The Weather Forecast In Prologue~すれ違い後の天気は、別れとなるでしょう~



「――別れましょうか、私たち」


 

 凛と冴え渡った、刺すような声音だった。


「ねぇ季刹きせつ、大切な話があるの」


 と、何やら不穏な気配で切り出された会話の行く末は、その口調から感じられた嫌な予感の通り、行き付く所まで辿り着いてしまった。


 会話の終着点。

 冷ややかに俺の耳朶を打った台詞の額面は理解しても、それが発せられた意図を理解することはできなかった。


 ――脳が理解を拒んでいた。


 視界が霞みがかったようにぼやけて、「はは……」という、媚びへつらうような、非常に情けない、かすれた笑いが俺の口から勝手にこぼれる。


「あー……、その、なんだ」


 思考がごちゃごちゃとしてまとまらない。ただその場しのぎに俺は舌を回していた。


「えっと……、ご冗談……?」


「冗談ではないわ」


 冗談では……ないらしい。


 そうだろうな、とは思った。


 朝野あさの晴花はれかは、こんな冗談にならない表情と口調で冗談を言う人種ではない。


 晴花は偽りを嫌う。常に正しくあろうとする。


 上辺を取り繕ってでも周囲と上手く馴染もうとする精神は、人が大人になるに連れて否応なしに身に着けてしまうものだと俺は思うし、誰しもにそういった側面は少なからずあるだろう。俺にだってある。

 高校生くらいにもなれば、そういう時と場合によって自分の在り方を変えるペルソナみたいなものを持っていない方が珍しいはずだ。


 でも、晴花は、そんな外面を嫌う。いついかなる時も朝野晴花という一人の存在を貫こうとしている。

 だから晴花は度々ソリの合わない誰彼とぶつかっているし、その上自分からは絶対に譲ろうとはしないから、そんな彼女を疎んでいる者もいるし、友達も多いとはいえない。


 反面、どんな時でも自分の在り方を曲げない晴花に憧れている者も決して少なくはない。


「――――」


 こちらを向く晴花の理知的な瞳に、間抜けな顔で固まる俺が映り込んでいる。


 晴花は、目立つ女の子だ。


 真っ直ぐと艶やかな長い黒髪に、凛と冴えた端正な面立ち。細身のスタイルはしなやかに美しく、身長は女子の中では目立つくらいに高い。モデル体型とでもいうのだろうか。

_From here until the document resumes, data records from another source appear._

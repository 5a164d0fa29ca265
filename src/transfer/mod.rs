//! # Transfer Services
//!
//! Content-addressed movement of variable payloads and executable function
//! artifacts between dispatcher and processor. The sender computes a
//! checksum, the receiver recomputes it on receipt and rejects mismatches;
//! dispatcher-origin functions additionally carry a detached signature that
//! must verify before the function may execute.

pub mod checksum;
pub mod function_distribution;
pub mod signature;
pub mod variable_transfer;

pub use checksum::{Checksum, ChecksumAlgo};
pub use function_distribution::{FunctionRepository, ProcessorFunctionCache};
pub use signature::SignatureVerifier;
pub use variable_transfer::{PayloadChannel, VariablePayload, VariableTransferService};

use thiserror::Error;

#[derive(Error, Debug)]
pub enum TransferError {
    #[error("Checksum mismatch: expected {expected}, computed {actual}")]
    ChecksumMismatch { expected: String, actual: String },

    #[error("Declared length {declared} does not match received {received} bytes")]
    LengthMismatch { declared: u64, received: u64 },

    #[error("Function '{0}' requires a signature but none was supplied")]
    SignatureMissing(String),

    #[error("Signature verification failed: {0}")]
    SignatureInvalid(String),

    #[error("Transfer failed after {attempts} attempts: {last_error}")]
    RetriesExhausted { attempts: u32, last_error: String },

    #[error("Variable #{0} has no payload available")]
    PayloadUnavailable(i64),

    #[error("Function '{0}' is not registered")]
    FunctionNotFound(String),

    #[error("Transport error: {0}")]
    Transport(String),
}
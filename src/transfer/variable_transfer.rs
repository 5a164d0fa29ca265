//! Checksum-verified movement of variable payloads.

use std::sync::Arc;

use async_trait::async_trait;
use serde::{Deserialize, Serialize};
use tracing::{debug, instrument, warn};

use super::checksum::Checksum;
use super::TransferError;
use crate::models::{VariableId, VariableRegistry};

/// One payload in flight: bytes plus declared length and checksum.
#[derive(Debug, Clone, Serialize, Deserialize)]
pub struct VariablePayload {
    pub variable_id: VariableId,
    pub name: String,
    pub bytes: Vec<u8>,
    pub declared_length: u64,
    pub checksum: Checksum,
}

impl VariablePayload {
    pub fn package(variable_id: VariableId, name: impl Into<String>, bytes: Vec<u8>) -> Self {
        let checksum = Checksum::sha256(&bytes);
        Self {
            variable_id,
            name: name.into(),
            declared_length: bytes.len() as u64,
            checksum,
            bytes,
        }
    }

    /// Receiver-side validation: declared length, then checksum.
    pub fn validate(&self) -> Result<(), TransferError> {
        if self.bytes.len() as u64 != self.declared_length {
            return Err(TransferError::LengthMismatch {
                declared: self.declared_length,
                received: self.bytes.len() as u64,
            });
        }
        self.checksum.verify(&self.bytes)
    }
}

/// Transport seam: how payloads actually move between the two sides.
#[async_trait]
pub trait PayloadChannel: Send + Sync {
    async fn fetch(&self, variable_id: VariableId) -> Result<VariablePayload, TransferError>;
}

/// Moves task input/output payloads, verifying content addresses on both
/// ends and retrying a bounded number of times before the owning task is
/// failed by the caller.
pub struct VariableTransferService {
    registry: Arc<VariableRegistry>,
    max_retries: u32,
}

impl VariableTransferService {
    pub fn new(registry: Arc<VariableRegistry>, max_retries: u32) -> Self {
        Self {
            registry,
            max_retries,
        }
    }

    /// Dispatcher side: package a stored variable for download.
    pub fn package(&self, variable_id: VariableId) -> Result<VariablePayload, TransferError> {
        let variable = self
            .registry
            .get(variable_id)
            .ok_or(TransferError::PayloadUnavailable(variable_id))?;
        let bytes = self
            .registry
            .payload(variable_id)
            .ok_or(TransferError::PayloadUnavailable(variable_id))?;
        Ok(VariablePayload::package(variable_id, variable.name, bytes))
    }

    /// Dispatcher side: accept an uploaded task output, verify it, store it
    /// and mark the variable inited.
    #[instrument(skip(self, payload), fields(variable_id = payload.variable_id))]
    pub fn accept_upload(&self, payload: VariablePayload) -> Result<(), TransferError> {
        payload.validate()?;
        let mut variable = self
            .registry
            .get(payload.variable_id)
            .ok_or(TransferError::PayloadUnavailable(payload.variable_id))?;
        variable.inited = true;
        variable.nullified = false;
        variable.checksum = Some(payload.checksum.clone());
        self.registry
            .insert_with_payload(variable, payload.bytes);
        debug!("stored uploaded variable payload");
        Ok(())
    }

    /// Processor side: fetch a payload over the channel, re-validating on
    /// receipt; each mismatch or transport failure consumes one retry.
    #[instrument(skip(self, channel))]
    pub async fn fetch_with_retries(
        &self,
        channel: &dyn PayloadChannel,
        variable_id: VariableId,
    ) -> Result<VariablePayload, TransferError> {
        let mut last_error = String::new();
        for attempt in 1..=self.max_retries {
            match channel.fetch(variable_id).await {
                Ok(payload) => match payload.validate() {
                    Ok(()) => return Ok(payload),
                    Err(e) => {
                        warn!(attempt, error = %e, "payload failed validation, retrying");
                        last_error = e.to_string();
                    }
                },
                Err(e) => {
                    warn!(attempt, error = %e, "payload fetch failed, retrying");
                    last_error = e.to_string();
                }
            }
        }
        Err(TransferError::RetriesExhausted {
            attempts: self.max_retries,
            last_error,
        })
    }
}

#[cfg(test)]
mod tests {
    use super::*;
    use crate::models::{TaskContextId, Variable, VariableScope, VariableSourcing};
    use std::sync::atomic::{AtomicU32, Ordering};

    fn registry_with_variable(id: VariableId) -> Arc<VariableRegistry> {
        let registry = Arc::new(VariableRegistry::new());
        registry.insert_with_payload(
            Variable {
                id,
                name: "items".into(),
                scope: VariableScope::Local {
                    exec_context_id: 1,
                    task_context_id: TaskContextId::root(),
                },
                sourcing: VariableSourcing::Dispatcher,
                inited: true,
                nullified: false,
                checksum: None,
            },
            b"[\"x\",\"y\"]".to_vec(),
        );
        registry
    }

    struct FlakyChannel {
        payload: VariablePayload,
        failures: AtomicU32,
    }

    #[async_trait]
    impl PayloadChannel for FlakyChannel {
        async fn fetch(&self, _variable_id: VariableId) -> Result<VariablePayload, TransferError> {
            if self.failures.fetch_update(Ordering::SeqCst, Ordering::SeqCst, |n| n.checked_sub(1)).is_ok() {
                let mut corrupted = self.payload.clone();
                corrupted.bytes[0] ^= 0xff;
                return Ok(corrupted);
            }
            Ok(self.payload.clone())
        }
    }

    #[test]
    fn test_package_and_validate() {
        let service = VariableTransferService::new(registry_with_variable(5), 3);
        let payload = service.package(5).unwrap();
        assert!(payload.validate().is_ok());

        let mut tampered = payload.clone();
        tampered.bytes[0] ^= 1;
        assert!(tampered.validate().is_err());
    }

    #[test]
    fn test_accept_upload_rejects_tampered() {
        let registry = registry_with_variable(5);
        let service = VariableTransferService::new(Arc::clone(&registry), 3);
        let mut payload = service.package(5).unwrap();
        payload.bytes.push(0);
        payload.declared_length += 1;
        assert!(matches!(
            service.accept_upload(payload),
            Err(TransferError::ChecksumMismatch { .. })
        ));
    }

    #[tokio::test]
    async fn test_fetch_retries_then_succeeds() {
        let registry = registry_with_variable(5);
        let service = VariableTransferService::new(Arc::clone(&registry), 3);
        let channel = FlakyChannel {
            payload: service.package(5).unwrap(),
            failures: AtomicU32::new(2),
        };
        let payload = service.fetch_with_retries(&channel, 5).await.unwrap();
        assert!(payload.validate().is_ok());
    }

    #[tokio::test]
    async fn test_retries_exhausted() {
        let registry = registry_with_variable(5);
        let service = VariableTransferService::new(Arc::clone(&registry), 2);
        let channel = FlakyChannel {
            payload: service.package(5).unwrap(),
            failures: AtomicU32::new(10),
        };
        let err = service.fetch_with_retries(&channel, 5).await.unwrap_err();
        assert!(matches!(err, TransferError::RetriesExhausted { attempts: 2, .. }));
    }
}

 その上、成績は常にトップで、運動神経もかなり良い。


 このやりすぎなくらいのハイスペックさが、彼女の周囲に流されない確固たる個を裏打ちしているといえる。

 俺と晴花は同じ中学校出身なのだが、中学生の時から既に彼女は校内で事あるごとに注目を集めており、高嶺の花として有名だった。


 そんな完璧少女のカレシという立場は大変なことも多かった。晴花と付き合っていたこの期間、いつでも自分のペースを貫く彼女を発端とした面倒事に巻き込まれたことも一度や二度じゃなかった。


 それでも、晴花と付き合っていた時間は楽しかった。


 彼女と付き合っていくことを辞めようという気持ちは、俺の中になかった。


 しかし―――



『――別れましょうか、私たち』



 晴花に言われたその言葉が脳内で繰り返される。ぐわんぐわんと残響している。


 ……ここまでハッキリ言われてしまうと、認めるしかないのだろうか。


 正直に言うと、ここ最近、晴花の態度が少しよそよそしいというか、距離を取られているというか、おかしいことには気付いていたのだ。

 でも俺がそれとなく「何かあったのか?」と聞いても、「何でもないわ」という台詞が返された以上、それ以上の詮索をするのも憚られた。


 あまりしつこくやり過ぎて嫌われるのも嫌だったし、しつこいと晴花怒るし……。


 ――だから、そのことに関してはあまり考えないようにしていたのだが。


 ……いや、ただ考えるのが怖かっただけなのかもしれない。彼女との関係に終わりが来る可能性を、考えたくなかった。


「「…………」」


 無言のまま、俺と晴花は視線を重ねる。彼女の瞳に動揺は見られなかった。

 もう既に彼女の中では区切りが付いている、ということだろうか。


 ――冷めてしまったのだろうか。


 晴花ならそういう時、スッパリ別れを切り出すだろう。永遠に続くと思えた恋心が、ある日突然、魔法が解ける瞬間のように冷めるなんて話は腐るほど聞く。

 結局、これ以上ない特別に思えた俺たちの関係も、そんなありふれた例に漏れなかったのだ。


 ――俺は彼女のことが好きだから、彼女も俺のことが好きである。


 つい先ほどまで疑いもしていなかったその甘ったるい思考がガラガラと音を立てて崩れ、自分が抱いていた考えがあまりにも都合のいい幻想であったことに気付く。

 全く俺は、どうして同じことを繰り返してしまうのか。身をもって知っていたはずなのに……。


 恋は盲目だなんて、本当によく言ったもんだ。


「――っ」


 汗ばんだ手を、晴花に気付かれないように強く握りしめた。

 朝野晴花が別れると決めた以上、きっと俺が何を言ってもその決定は覆らない。どうしてなんだ――と、みっともなく足掻きたい気持ちを、全力で抑えつける。


 ――意味のないことだ。


 こんな風に恋人から別れを切り出された時点でもう行き付く先は見えている。

前がそうだった。


 あの時の情けなすぎる己の醜態を思い返して死にたくなってきたので、黒歴史の回想を強引に打ち切る。


 せめて、俺の恋人だったこの素敵な女の子に情けない姿を見せないように潔く、後でこの時の自分を恥じることが無いように、綺麗に別れよう。


「……分かった」


 どうにかその台詞を絞り出した。自分で思った以上に冷静な声が出てホッとする。


「晴花がそう言うなら、俺から言えることはたぶんもう何もない。……分かった、別れようか」


「……えぇ」と、晴花が頷く。


「それじゃあ、な」


 俺は彼女に背を向ける。これ以上、晴花と顔を突き合わせることはできそうになかった。


「もうしばらくは会うこともないだろうけど、機会があればまた学校でな」


 今にも崩れそうな強がりをどうにか貫いて、平静を保った。


「えぇ」


 背後から涼しげな声が聞こえた。いつもと変わらない、晴花の声だった。


 そして俺は彼女と別れ、通い慣れた帰路を一人で辿った。



 高校一年生最後の登校日、終業式が終わった後の帰り道のことである。